Planning meeting 2014-07-31
 * attendees: Ben, Dave V., Jing, Marco., Peter, Robert W., Skye
 * redmine story: https://redmine.dataone.org/issues/5533

Items to be included in this release:
 * proposed items for 1.4 release from CCIT meeting in SB (notes: http://epad.dataone.org/20140624CCIT-NCEAS):
   * Separate LogAggregation from d1 processing to a separate VM and remove HZ from it without touching the rest of the CN
     *  (week of July 14 and 21 and 28)
     * Consider use SolrCloud for replication
       * need to have a mockup of this and testit with large amount of documents to check throughput rate
       * might be minor code changes
       * already have zookeeper component that was initially used for cn auditing
       * what is the strategy for indexing?

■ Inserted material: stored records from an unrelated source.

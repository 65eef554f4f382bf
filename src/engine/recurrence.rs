use chrono::{Duration, NaiveDate, Weekday};
use tracing::{debug, info};

use crate::model::*;
use crate::observability;

use super::conflict::has_overlap;
use super::horizon::Horizon;
use super::{Engine, EngineError};

/// Dates with `weekday` inside the horizon, walking `weeks` weeks from the
/// first navigable Monday. Dates before today or past the max date are dropped.
pub fn candidate_dates(horizon: &Horizon, weekday: Weekday, weeks: u32) -> Vec<NaiveDate> {
    let offset = weekday.num_days_from_monday() as i64;
    (0..weeks as i64)
        .map(|w| horizon.min_week_start + Duration::days(w * 7 + offset))
        .filter(|d| horizon.contains(*d))
        .collect()
}

enum Candidate {
    Existing,
    Overlap,
    Free,
}

impl Engine {
    /// Clone the slot's window and services onto every `weekday` in the
    /// horizon except its own date. At least every navigable week is walked,
    /// whatever `recurrence_weeks` says. Dates that already hold the identical
    /// window, or any overlapping slot, are skipped and counted. Never fails
    /// once the source exists.
    pub fn copy_to_weekday(&mut self, id: SlotId, weekday: Weekday) -> Result<Outcome, EngineError> {
        let Some(source) = self.store.get(&id).cloned() else {
            return Err(self.rejected("copy_to_weekday", EngineError::NotFound(id)));
        };
        let horizon = self.horizon();
        let weeks = self.config.recurrence_weeks.max(horizon.week_count());
        let mut report = CopyReport::default();

        for date in candidate_dates(&horizon, weekday, weeks) {
            if date == source.date {
                continue;
            }
            match self.classify(date, &source.span) {
                Candidate::Existing => {
                    debug!("{date}: {} already present", source.span);
                    report.skipped_existing += 1;
                }
                Candidate::Overlap => {
                    debug!("{date}: {} overlaps", source.span);
                    report.skipped_overlap += 1;
                }
                Candidate::Free => {
                    let slot = TimeSlot {
                        id: self.next_id(),
                        date,
                        span: source.span,
                        services: source.services.clone(),
                    };
                    report.created.push(CopiedSlot { id: slot.id, date });
                    self.apply(Event::SlotCreated { slot });
                }
            }
        }

        for (class, n) in [
            ("created", report.created_count()),
            ("existing", report.skipped_existing),
            ("overlap", report.skipped_overlap),
        ] {
            metrics::counter!(observability::RECURRENCE_CANDIDATES_TOTAL, "class" => class)
                .increment(n as u64);
        }
        info!(
            "copied {} to {weekday:?}: created={} existing={} overlap={}",
            source.span,
            report.created_count(),
            report.skipped_existing,
            report.skipped_overlap
        );
        Ok(Outcome::SeriesCopied { report })
    }

    /// Identical window first, then any overlap. A date that is already full
    /// counts as an overlap.
    fn classify(&self, date: NaiveDate, span: &Span) -> Candidate {
        let slots = self.store.on_date(date);
        if slots.iter().any(|s| s.span == *span) {
            Candidate::Existing
        } else if has_overlap(&self.store, date, span, None)
            || slots.len() >= self.config.max_slots_per_date
        {
            Candidate::Overlap
        } else {
            Candidate::Free
        }
    }
}

#[cfg(test)]
mod tests {
    use super::*;

    fn date(y: i32, m: u32, d: u32) -> NaiveDate {
        NaiveDate::from_ymd_opt(y, m, d).unwrap()
    }

    #[test]
    fn four_wednesdays_from_monday() {
        let h = Horizon::new(date(2026, 10, 19), 28);
        let dates = candidate_dates(&h, Weekday::Wed, 5);
        assert_eq!(
            dates,
            vec![
                date(2026, 10, 21),
                date(2026, 10, 28),
                date(2026, 11, 4),
                date(2026, 11, 11),
            ]
        );
    }

    #[test]
    fn past_days_of_current_week_dropped() {
        // Thursday: this week's Monday is already gone, the fifth week's is in.
        let h = Horizon::new(date(2026, 10, 22), 28);
        let dates = candidate_dates(&h, Weekday::Mon, 5);
        assert_eq!(
            dates,
            vec![
                date(2026, 10, 26),
                date(2026, 11, 2),
                date(2026, 11, 9),
                date(2026, 11, 16),
            ]
        );
    }

    #[test]
    fn nominal_weeks_never_pass_max_date() {
        let h = Horizon::new(date(2026, 10, 19), 28);
        let dates = candidate_dates(&h, Weekday::Sun, 10);
        assert_eq!(dates.last(), Some(&date(2026, 11, 15)));
        assert!(dates.iter().all(|d| *d <= h.max_date));
    }
}
//! Availability-slot scheduling engine.
//!
//! Keeps a set of non-overlapping, date-scoped windows for a single editor:
//! drag-to-create, boundary nudges, per-service capacity estimates, and
//! copy/delete of a window across the same weekday in a rolling horizon.
//! Everything is in memory and synchronous; callers persist or broadcast the
//! [`model::Event`]s the engine reports.

pub mod config;
pub mod engine;
pub mod limits;
pub mod model;
pub mod observability;
pub mod ports;

pub use config::{ConfigError, ScheduleConfig};
pub use engine::{Engine, EngineError};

         * update a solr core and swap?
     * log agg needs to write to solrcloud endpoint, not local
     * authentication may be an issue
       * certificate manager is a singleton and may be an issue when running in Jetty
     * have to separate Hazelcast internal usage from WAN functionality
   * Minor OneMercury help text, UI updates (from Heather Heinz testing) (2 days of dev and testing effort) (1.4) - complete
   * think about using MetacatUI search in parallel with OneMercury
     * Authentication not tsted yet, so would provide a public only search capability for immedate future
     * ask Lauren to document how much work to use MetacatUI to view solrIndex geolocation info on the CN
       * not simply a matter of pointing to CN solr index
       * metacat relies on a limited view of metadata that is available from solr index
         * possible construct resolve URLs 
   * Release replication auditing (work complete just needs scheduled into release) (1.4)

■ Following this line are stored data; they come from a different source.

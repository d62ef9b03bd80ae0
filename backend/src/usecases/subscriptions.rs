use std::sync::Arc;

use crates::domain::{
    entities::manual_payments::InsertManualPaymentEntity,
    repositories::{
        manual_payments::ManualPaymentRepository, storage::ImageStorageClient,
        subscription_profiles::SubscriptionProfileRepository,
    },
    value_objects::{
        enums::{manual_payment_statuses::ManualPaymentStatus, plans::Plan},
        manual_payments::{
            ProofUploadResponse, SubmitManualPaymentRequest, SubmitManualPaymentResponse,
        },
        subscriptions::{SubscriptionDto, SubscriptionUpdate},
    },
};
use thiserror::Error;
use tracing::{error, info, warn};
use uuid::Uuid;

use crate::usecases::subscription_resolver::SubscriptionResolver;

#[derive(Debug, Error)]
pub enum SubscriptionError {
    #[error("free plan does not require payment")]
    FreePlanNotPayable,
    #[error("proof_url is required")]
    MissingProofUrl,
    #[error("image is empty")]
    EmptyImage,
    #[error("unsupported image type: {0}")]
    UnsupportedImageType(String),
    #[error(transparent)]
    Internal(#[from] anyhow::Error),
}

impl SubscriptionError {
    pub fn status_code(&self) -> axum::http::StatusCode {
        use axum::http::StatusCode;
        match self {
            SubscriptionError::FreePlanNotPayable
            | SubscriptionError::MissingProofUrl
            | SubscriptionError::EmptyImage
            | SubscriptionError::UnsupportedImageType(_) => StatusCode::BAD_REQUEST,
            SubscriptionError::Internal(_) => StatusCode::INTERNAL_SERVER_ERROR,
        }
    }
}

pub type UseCaseResult<T> = std::result::Result<T, SubscriptionError>;

pub struct SubscriptionUseCase<S, M>
where
    S: SubscriptionProfileRepository + Send + Sync + 'static,
    M: ManualPaymentRepository + Send + Sync + 'static,
{
    resolver: Arc<SubscriptionResolver<S>>,
    profile_repo: Arc<S>,
    manual_payment_repo: Arc<M>,
    storage: Arc<dyn ImageStorageClient + Send + Sync>,
}

impl<S, M> SubscriptionUseCase<S, M>
where
    S: SubscriptionProfileRepository + Send + Sync + 'static,
    M: ManualPaymentRepository + Send + Sync + 'static,
{
    pub fn new(
        resolver: Arc<SubscriptionResolver<S>>,
        profile_repo: Arc<S>,
        manual_payment_repo: Arc<M>,
        storage: Arc<dyn ImageStorageClient + Send + Sync>,
    ) -> Self {
        Self {
            resolver,
            profile_repo,
            manual_payment_repo,
            storage,
        }
    }

    pub async fn current_subscription(&self, user_id: Uuid) -> UseCaseResult<SubscriptionDto> {
        info!(%user_id, "subscriptions: loading current subscription");

        let record = self
            .resolver
            .resolve_current_record(user_id)
            .await
            .map_err(|err| {
                error!(
                    %user_id,
                    db_error = ?err,
                    "subscriptions: failed to resolve current subscription"
                );
                SubscriptionError::Internal(err)
            })?;

        Ok(SubscriptionDto::from(record))
    }

    pub async fn upload_payment_proof(
        &self,
        user_id: Uuid,
        image: Vec<u8>,
        content_type: &str,
    ) -> UseCaseResult<ProofUploadResponse> {
        info!(
            %user_id,
            image_size = image.len(),
            content_type,
            "subscriptions: payment proof upload requested"
        );

        if image.is_empty() {
            let err = SubscriptionError::EmptyImage;
            warn!(
                %user_id,
                status = err.status_code().as_u16(),
                "subscriptions: empty payment proof upload"
            );
            return Err(err);
        }

        if !content_type.starts_with("image/") {
            let err = SubscriptionError::UnsupportedImageType(content_type.to_string());
            warn!(
                %user_id,
                content_type,
                status = err.status_code().as_u16(),
                "subscriptions: payment proof with non-image content type"
            );
            return Err(err);
        }

        let proof_url = self
            .storage
            .upload_payment_proof(user_id, image, content_type)
            .await
            .map_err(|err| {
                error!(
                    %user_id,
                    storage_error = ?err,
                    "subscriptions: failed to upload payment proof"
                );
                SubscriptionError::Internal(err)
            })?;

        info!(%user_id, %proof_url, "subscriptions: payment proof uploaded");
        Ok(ProofUploadResponse { proof_url })
    }

    pub async fn submit_manual_payment(
        &self,
        user_id: Uuid,
        request: SubmitManualPaymentRequest,
    ) -> UseCaseResult<SubmitManualPaymentResponse> {
        info!(
            %user_id,
            plan = %request.plan,
            "subscriptions: manual payment submitted"
        );

        if request.plan == Plan::Free {
            let err = SubscriptionError::FreePlanNotPayable;
            warn!(
                %user_id,
                status = err.status_code().as_u16(),
                "subscriptions: manual payment for free plan rejected"
            );
            return Err(err);
        }

        let proof_url = request.proof_url.trim();
        if proof_url.is_empty() {
            let err = SubscriptionError::MissingProofUrl;
            warn!(
                %user_id,
                plan = %request.plan,
                status = err.status_code().as_u16(),
                "subscriptions: manual payment without proof url"
            );
            return Err(err);
        }

        // Price is snapshotted from the catalog, never taken from the client.
        let payment = InsertManualPaymentEntity {
            user_id,
            plan: request.plan.to_string(),
            amount_minor: request.plan.price_minor(),
            proof_url: proof_url.to_string(),
            status: ManualPaymentStatus::Pending.to_string(),
        };

        let payment_id = self
            .manual_payment_repo
            .create(payment)
            .await
            .map_err(|err| {
                error!(
                    %user_id,
                    db_error = ?err,
                    "subscriptions: failed to record manual payment"
                );
                SubscriptionError::Internal(err)
            })?;

        // Ledger row first, then the profile flip. If the flip fails the
        // payment is still on record for review and nothing is lost.
        self.profile_repo
            .upsert(user_id, SubscriptionUpdate::payment_pending().to_entity())
            .await
            .map_err(|err| {
                error!(
                    %user_id,
                    %payment_id,
                    db_error = ?err,
                    "subscriptions: failed to mark subscription pending"
                );
                SubscriptionError::Internal(err)
            })?;

        info!(
            %user_id,
            %payment_id,
            plan = %request.plan,
            "subscriptions: manual payment recorded, awaiting review"
        );
        Ok(SubmitManualPaymentResponse { payment_id })
    }
}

   * Move to new maven repository in poms
     * Rob, Mark reviewing Archiva setup on Jenkins
       * does Jenkins, Archiva need to run on separate VM?
       * still in the works
       * Dave, Marco, Rob will work on this next week
         * refer to Redmine tickets: #5996, #5997
   * Move OneMercury to another VM or servlet container  (deferral candidate)
     * Needs some discussion (2-3 days of effort?)
     * authentication is the problem
       * user certificate passed to solr, converted to subjects from http request (via URL filter)
     * Requires VM's to be stood up for each environment - dev, sandbox, stage, production.
     * want to be able to make updates to UI without affecting CN
     * 
Individual issues from redmine cci 1.4 milestone
 * https://redmine.dataone.org/projects/d1/issues?query_id=64 (Milestone 1.4 query in redmine sidebar)
 * for each of these issues - should they be included in the CCI 1.4.0 release?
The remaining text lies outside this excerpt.